We call on all students at Temple, undergraduate and graduate alike, to rally to the support of the grad students. Students must understand that this is not only the TAs’ fight. It is our fight too! Temple students should form a committee of support for TAs. The IYSSE stands ready to assist. 

Students must turn to the working class and make an appeal to other sections of the labor force at Temple: faculty, maintenance janitorial workers, and clerical staff. We call on Temple students to help organize a rank-and-file committee that will include committed representatives of all sections of the campus community: TAs, RAs, faculty, staff and students. Build toward a mass student walkout that, together with striking workers, will shut down the entire campus until the grad students’ just needs are met!

If the administration is allowed to defeat the academic workers, it will turn on other parts of the campus community next, including the undergraduates. Students indeed, face the same antagonists at Temple as the grad students. For years, students and their parents have been shaken down for tuition increases by university administrators and the Board of Trustees. 

Some facts: 

  • Current base tuition for in-state students at this supposedly public institution comes close to $22,000, with around 66 percent of all students relying on financial aid to make payments. With room and board, the figure rises to nearly $35,000 per year. 
  • A typical Temple student can expect to shell out $140,000 or more over four years. Many graduate with tens of thousands of dollars in debts owed to the federal government and private banks.   
  • Last year the university administration increased tuition by another 3.9 percent! The university claimed that this was to offset inflation. But what about inflation for students and their parents?  
  • Average minimum tuition costs rose from $6,648 in 2000 to $17,136 in 2023, a 157 percent increase! 

Is Temple University’s education 157 percent better than it was in 2000? Where has all the money gone from these tuition increases? Clearly not to the striking Teaching Assistants, who are not even paid enough to cover housing and food costs in Philadelphia.

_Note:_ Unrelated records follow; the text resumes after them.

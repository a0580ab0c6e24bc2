//! Domain models for IPv4 block inversion.
//!
//! - [`address`] - conversion between bytes, `u32` values and masks
//! - [`CidrBlock`] - IPv4 network in CIDR notation

mod address;
mod cidr;

// Re-export public types
pub use address::{
    from_ipv4, get_cidr_mask, host_mask, lo_mask, to_address, to_bytes, to_ipv4, ADDR_MAX,
    ADDR_MIN, MAX_LENGTH,
};
pub(crate) use address::prefix_for_host_mask;
pub use cidr::CidrBlock;
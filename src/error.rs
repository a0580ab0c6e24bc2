//! Error types for address and CIDR handling.

use crate::models::CidrBlock;
use thiserror::Error;

/// Errors raised while decoding addresses or parsing CIDR blocks.
#[derive(Error, Debug, Clone, PartialEq, Eq)]
pub enum CidrError {
    /// Address bytes were not exactly 4 long (IPv4 only).
    #[error("invalid address length: expected 4 bytes, got {0}")]
    InvalidAddressLength(usize),
    /// Text was not in `a.b.c.d/len` form.
    #[error("invalid CIDR format: {0}")]
    InvalidFormat(String),
    /// The address part could not be parsed as dotted quad.
    #[error("invalid IP address: {0}")]
    InvalidAddress(String),
    /// The prefix part was not a number in `0..=32`.
    #[error("invalid prefix length: {0}")]
    InvalidPrefixLength(String),
    /// Host bits are set beyond the prefix length.
    #[error("{0} has host bits set, network address is {}", .0.network())]
    NonCanonical(CidrBlock),
}
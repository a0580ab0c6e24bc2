use cidr_inverse::config::Args;
use cidr_inverse::logging::init_logging;
use cidr_inverse::output::{describe_block, render};
use cidr_inverse::run;
use clap::Parser;
use std::error::Error;

fn main() -> Result<(), Box<dyn Error>> {
    // Do as little as possible in main.rs as it can't contain any tests
    dotenv::dotenv().ok();
    let args = Args::parse();
    init_logging(&args.log_config, args.log_level)?;
    log::info!("#Start main()");

    let inversion = run(&args).inspect_err(|e| log::error!("{e}"))?;
    print!("{}", render(&inversion.blocks, args.format)?);

    for block in &inversion.inputs {
        log::info!("{}", describe_block(block));
    }
    Ok(())
}
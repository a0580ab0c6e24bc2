//! log4rs setup.

use log4rs::append::console::{ConsoleAppender, Target};
use log4rs::config::{Appender, Config, Root};
use log4rs::encode::pattern::PatternEncoder;
use std::error::Error;
use std::path::Path;

const STDERR_PATTERN: &str = "{d(%H:%M:%S)} {h({l:5})} {t} - {m}{n}";

/// Initialise logging from `config_file`, or log to stderr at `level` when the
/// file does not exist. Stdout is left for the inverted blocks.
pub fn init_logging(config_file: &Path, level: log::LevelFilter) -> Result<(), Box<dyn Error>> {
    if config_file.exists() {
        log4rs::init_file(config_file, Default::default())?;
        log::debug!("Logging configured from {}", config_file.display());
        return Ok(());
    }

    let stderr = ConsoleAppender::builder()
        .target(Target::Stderr)
        .encoder(Box::new(PatternEncoder::new(STDERR_PATTERN)))
        .build();
    let config = Config::builder()
        .appender(Appender::builder().build("stderr", Box::new(stderr)))
        .build(Root::builder().appender("stderr").build(level))?;
    log4rs::init_config(config)?;
    log::debug!(
        "No log config at {}, logging to stderr at {level}",
        config_file.display()
    );
    Ok(())
}
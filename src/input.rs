//! Reading CIDR blocks from command line arguments and text files.

use crate::error::CidrError;
use crate::models::CidrBlock;
use lazy_static::lazy_static;
use regex::Regex;
use std::error::Error;
use std::path::Path;

lazy_static! {
    // Blocks may be separated by whitespace, commas or semicolons.
    static ref TOKEN_RE: Regex = Regex::new(r"[^\s,;]+").expect("Invalid Regex?");
}

/// Parse every block in `text`. Anything after `#` on a line is a comment.
pub fn parse_blocks(text: &str) -> Result<Vec<CidrBlock>, CidrError> {
    text.lines()
        .map(strip_comment)
        .flat_map(|line| TOKEN_RE.find_iter(line))
        .map(|m| m.as_str().parse())
        .collect()
}

/// Read and parse a block list file.
pub fn read_blocks_file(path: &Path) -> Result<Vec<CidrBlock>, Box<dyn Error>> {
    if !path.exists() {
        return Err(format!("Input file does not exist: {}", path.display()).into());
    }
    log::info!("Reading blocks from file: {}", path.display());
    let text = std::fs::read_to_string(path)
        .map_err(|e| format!("Error reading input file {}: {e}", path.display()))?;
    let blocks =
        parse_blocks(&text).map_err(|e| format!("Error in input file {}: {e}", path.display()))?;
    log::debug!("Read {} blocks from {}", blocks.len(), path.display());
    Ok(blocks)
}

/// Bring blocks to their network form.
///
/// With `strict` a block with host bits set is an error, otherwise it is
/// replaced by its network with a warning.
pub fn normalize(blocks: &[CidrBlock], strict: bool) -> Result<Vec<CidrBlock>, CidrError> {
    blocks
        .iter()
        .map(|b| {
            if strict {
                b.canonical()
            } else {
                if !b.is_canonical() {
                    log::warn!("{b} has host bits set, using network {}", b.network());
                }
                Ok(b.network())
            }
        })
        .collect()
}

fn strip_comment(line: &str) -> &str {
    line.split_once('#').map_or(line, |(before, _)| before)
}
//! Plain text output.

use crate::models::CidrBlock;
use colored::Colorize;

/// One block per line.
pub fn render_text(blocks: &[CidrBlock]) -> String {
    blocks.iter().map(|b| format!("{b}\n")).collect()
}

/// Diagnostic description of a parsed block: as given, its network, its
/// first and last address and how many addresses it holds.
pub fn describe_block(block: &CidrBlock) -> String {
    format!(
        "IP: {given}, NET: {net}, first: {first}, last: {last}, size: {size}",
        given = block.addr.to_string().on_blue(),
        net = block.network(),
        first = block.lo(),
        last = block.hi(),
        size = block.size()
    )
}
//! Command line and environment configuration.
//!
//! Every option can also be set through a `CIDR_INVERSE_*` environment
//! variable, which `main` loads from `.env` before parsing.

use crate::processing::{Merger, RangeMerger, SiblingMerger};
use clap::{Parser, ValueEnum};
use std::path::PathBuf;

/// How inverted blocks are written to stdout.
#[derive(Debug, Default, Clone, Copy, PartialEq, Eq, ValueEnum)]
pub enum OutputFormat {
    /// One block per line.
    #[default]
    Text,
    /// JSON array of CIDR strings.
    Json,
}

/// Which [`Merger`] canonicalizes multi-block results.
#[derive(Debug, Default, Clone, Copy, PartialEq, Eq, ValueEnum)]
pub enum MergeStrategy {
    /// Coalesce address ranges and split them into aligned blocks.
    #[default]
    Range,
    /// Drop contained blocks and join sibling pairs.
    Sibling,
}

impl MergeStrategy {
    pub fn merger(&self) -> Box<dyn Merger> {
        match self {
            MergeStrategy::Range => Box::new(RangeMerger),
            MergeStrategy::Sibling => Box::new(SiblingMerger),
        }
    }
}

/// Print the IPv4 blocks that cover every address outside the given blocks.
#[derive(Debug, Parser)]
#[command(name = "cidr-inverse")]
#[command(version, about)]
pub struct Args {
    /// CIDR blocks to invert, e.g. 10.0.0.0/8
    #[arg(value_name = "CIDR")]
    pub cidrs: Vec<String>,

    /// Read more blocks from a file (whitespace or comma separated, # comments)
    #[arg(short, long, env = "CIDR_INVERSE_FILE")]
    pub file: Option<PathBuf>,

    /// Output format
    #[arg(long, value_enum, default_value_t, env = "CIDR_INVERSE_FORMAT")]
    pub format: OutputFormat,

    /// Reject blocks with host bits set instead of using their network
    #[arg(long, env = "CIDR_INVERSE_STRICT")]
    pub strict: bool,

    /// Merge strategy for multiple blocks
    #[arg(long, value_enum, default_value_t, env = "CIDR_INVERSE_MERGER")]
    pub merger: MergeStrategy,

    /// log4rs configuration file
    #[arg(long, default_value = "log4rs.yml", env = "CIDR_INVERSE_LOG_CONFIG")]
    pub log_config: PathBuf,

    /// Log level used when the log4rs file is missing
    #[arg(long, default_value = "info", env = "CIDR_INVERSE_LOG_LEVEL")]
    pub log_level: log::LevelFilter,
}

The university claims that it has no money to meet the demands of academic workers, but twenty administrators, coaches, and other notables each pocketed over $400,000, including the college president, who “earned” nearly $1.4 million. These bloated salaries added up to roughly $16 million–enough to double the pay of 800 TAs from the present to roughly $20,000-$40,000!   

To win, the Temple grad students, workers, and undergraduates must understand the bankruptcy of appeals to the Democratic Party. This self-defeating perspective is what is being pushed by the American Federation of Teachers (AFT), the parent union of the striking TAs. The AFT certainly has skin in the game. It is, in all but name, a bloc within the Democratic Party. The last thing that AFT head Randi Weingarten (salary: $564,000!) wants is a struggle that challenges her patrons in the Democratic administrations in Philadelphia, Harrisburg and Washington D.C. 

Temple University is for all intents and purposes controlled by the Democratic Party. The Board of Trustees is an entirely political body, composed of capitalists and figures with long political connections to the Democratic Party.  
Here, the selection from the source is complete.